• Records provided
· · · · · · ·

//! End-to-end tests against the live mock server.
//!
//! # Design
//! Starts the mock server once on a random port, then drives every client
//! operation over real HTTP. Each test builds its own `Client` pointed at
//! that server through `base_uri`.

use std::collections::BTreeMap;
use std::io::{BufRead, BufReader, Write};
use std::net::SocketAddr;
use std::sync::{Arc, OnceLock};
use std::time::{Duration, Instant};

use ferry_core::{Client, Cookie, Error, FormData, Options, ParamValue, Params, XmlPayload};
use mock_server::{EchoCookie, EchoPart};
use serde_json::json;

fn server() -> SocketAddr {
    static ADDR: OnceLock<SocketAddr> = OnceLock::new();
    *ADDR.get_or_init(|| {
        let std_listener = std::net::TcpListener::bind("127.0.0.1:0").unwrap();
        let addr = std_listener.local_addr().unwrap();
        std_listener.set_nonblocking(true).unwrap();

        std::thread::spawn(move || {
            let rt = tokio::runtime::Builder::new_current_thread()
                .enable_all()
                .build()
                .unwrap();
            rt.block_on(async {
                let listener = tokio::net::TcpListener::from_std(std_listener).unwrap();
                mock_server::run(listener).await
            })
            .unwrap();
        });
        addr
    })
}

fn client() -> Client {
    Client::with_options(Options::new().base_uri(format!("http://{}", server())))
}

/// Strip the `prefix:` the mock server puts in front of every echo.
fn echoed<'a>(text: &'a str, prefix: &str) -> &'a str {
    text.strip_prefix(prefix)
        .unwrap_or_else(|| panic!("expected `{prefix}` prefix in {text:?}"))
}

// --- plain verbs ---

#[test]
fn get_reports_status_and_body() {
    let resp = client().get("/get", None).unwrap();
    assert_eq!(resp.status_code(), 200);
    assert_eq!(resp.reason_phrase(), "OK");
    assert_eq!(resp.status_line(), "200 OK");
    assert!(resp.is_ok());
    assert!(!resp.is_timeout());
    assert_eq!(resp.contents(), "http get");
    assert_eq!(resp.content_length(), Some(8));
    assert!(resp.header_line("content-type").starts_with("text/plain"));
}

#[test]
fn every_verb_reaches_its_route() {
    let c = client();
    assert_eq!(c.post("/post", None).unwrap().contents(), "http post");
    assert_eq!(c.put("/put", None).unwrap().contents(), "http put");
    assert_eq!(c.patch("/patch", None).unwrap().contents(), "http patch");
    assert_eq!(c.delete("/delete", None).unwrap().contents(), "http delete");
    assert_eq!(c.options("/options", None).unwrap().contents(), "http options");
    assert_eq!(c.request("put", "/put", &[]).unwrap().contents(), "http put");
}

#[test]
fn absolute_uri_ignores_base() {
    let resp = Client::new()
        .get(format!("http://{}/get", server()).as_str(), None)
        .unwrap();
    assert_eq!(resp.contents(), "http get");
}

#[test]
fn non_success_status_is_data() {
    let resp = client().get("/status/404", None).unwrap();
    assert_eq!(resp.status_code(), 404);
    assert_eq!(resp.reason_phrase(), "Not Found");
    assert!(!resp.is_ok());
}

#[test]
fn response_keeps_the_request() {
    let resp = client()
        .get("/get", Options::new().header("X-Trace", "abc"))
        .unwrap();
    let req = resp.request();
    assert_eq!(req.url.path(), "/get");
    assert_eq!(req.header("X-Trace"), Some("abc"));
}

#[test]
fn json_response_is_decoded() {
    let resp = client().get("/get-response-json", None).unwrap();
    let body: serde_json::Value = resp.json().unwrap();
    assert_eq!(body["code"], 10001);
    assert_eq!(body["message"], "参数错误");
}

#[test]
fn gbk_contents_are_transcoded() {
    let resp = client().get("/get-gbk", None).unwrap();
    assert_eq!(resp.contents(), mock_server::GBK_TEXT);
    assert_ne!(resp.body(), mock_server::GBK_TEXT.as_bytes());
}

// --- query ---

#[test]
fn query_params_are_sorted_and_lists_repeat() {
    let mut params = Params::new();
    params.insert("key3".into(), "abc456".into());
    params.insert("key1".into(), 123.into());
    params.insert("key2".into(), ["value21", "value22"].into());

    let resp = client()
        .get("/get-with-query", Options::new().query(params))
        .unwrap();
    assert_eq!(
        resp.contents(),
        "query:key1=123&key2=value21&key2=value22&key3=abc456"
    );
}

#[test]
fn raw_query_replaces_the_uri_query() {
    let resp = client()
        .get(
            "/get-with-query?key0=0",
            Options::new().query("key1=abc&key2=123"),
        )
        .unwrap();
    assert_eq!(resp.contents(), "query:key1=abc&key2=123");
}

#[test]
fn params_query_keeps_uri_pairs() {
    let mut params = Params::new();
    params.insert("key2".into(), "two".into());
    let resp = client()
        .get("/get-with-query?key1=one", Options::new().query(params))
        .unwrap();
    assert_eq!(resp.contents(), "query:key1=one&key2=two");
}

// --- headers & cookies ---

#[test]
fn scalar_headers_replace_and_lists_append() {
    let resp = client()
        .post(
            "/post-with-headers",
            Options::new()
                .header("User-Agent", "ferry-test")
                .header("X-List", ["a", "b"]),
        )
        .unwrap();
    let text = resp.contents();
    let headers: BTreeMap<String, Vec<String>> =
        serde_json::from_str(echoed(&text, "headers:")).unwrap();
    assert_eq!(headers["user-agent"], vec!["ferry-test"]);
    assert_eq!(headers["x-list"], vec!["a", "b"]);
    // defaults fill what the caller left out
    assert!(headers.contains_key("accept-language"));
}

· · · · · · ·

• Task objective
State how many lines in the material contain "format", giving nothing besides the count.

• Written solution
2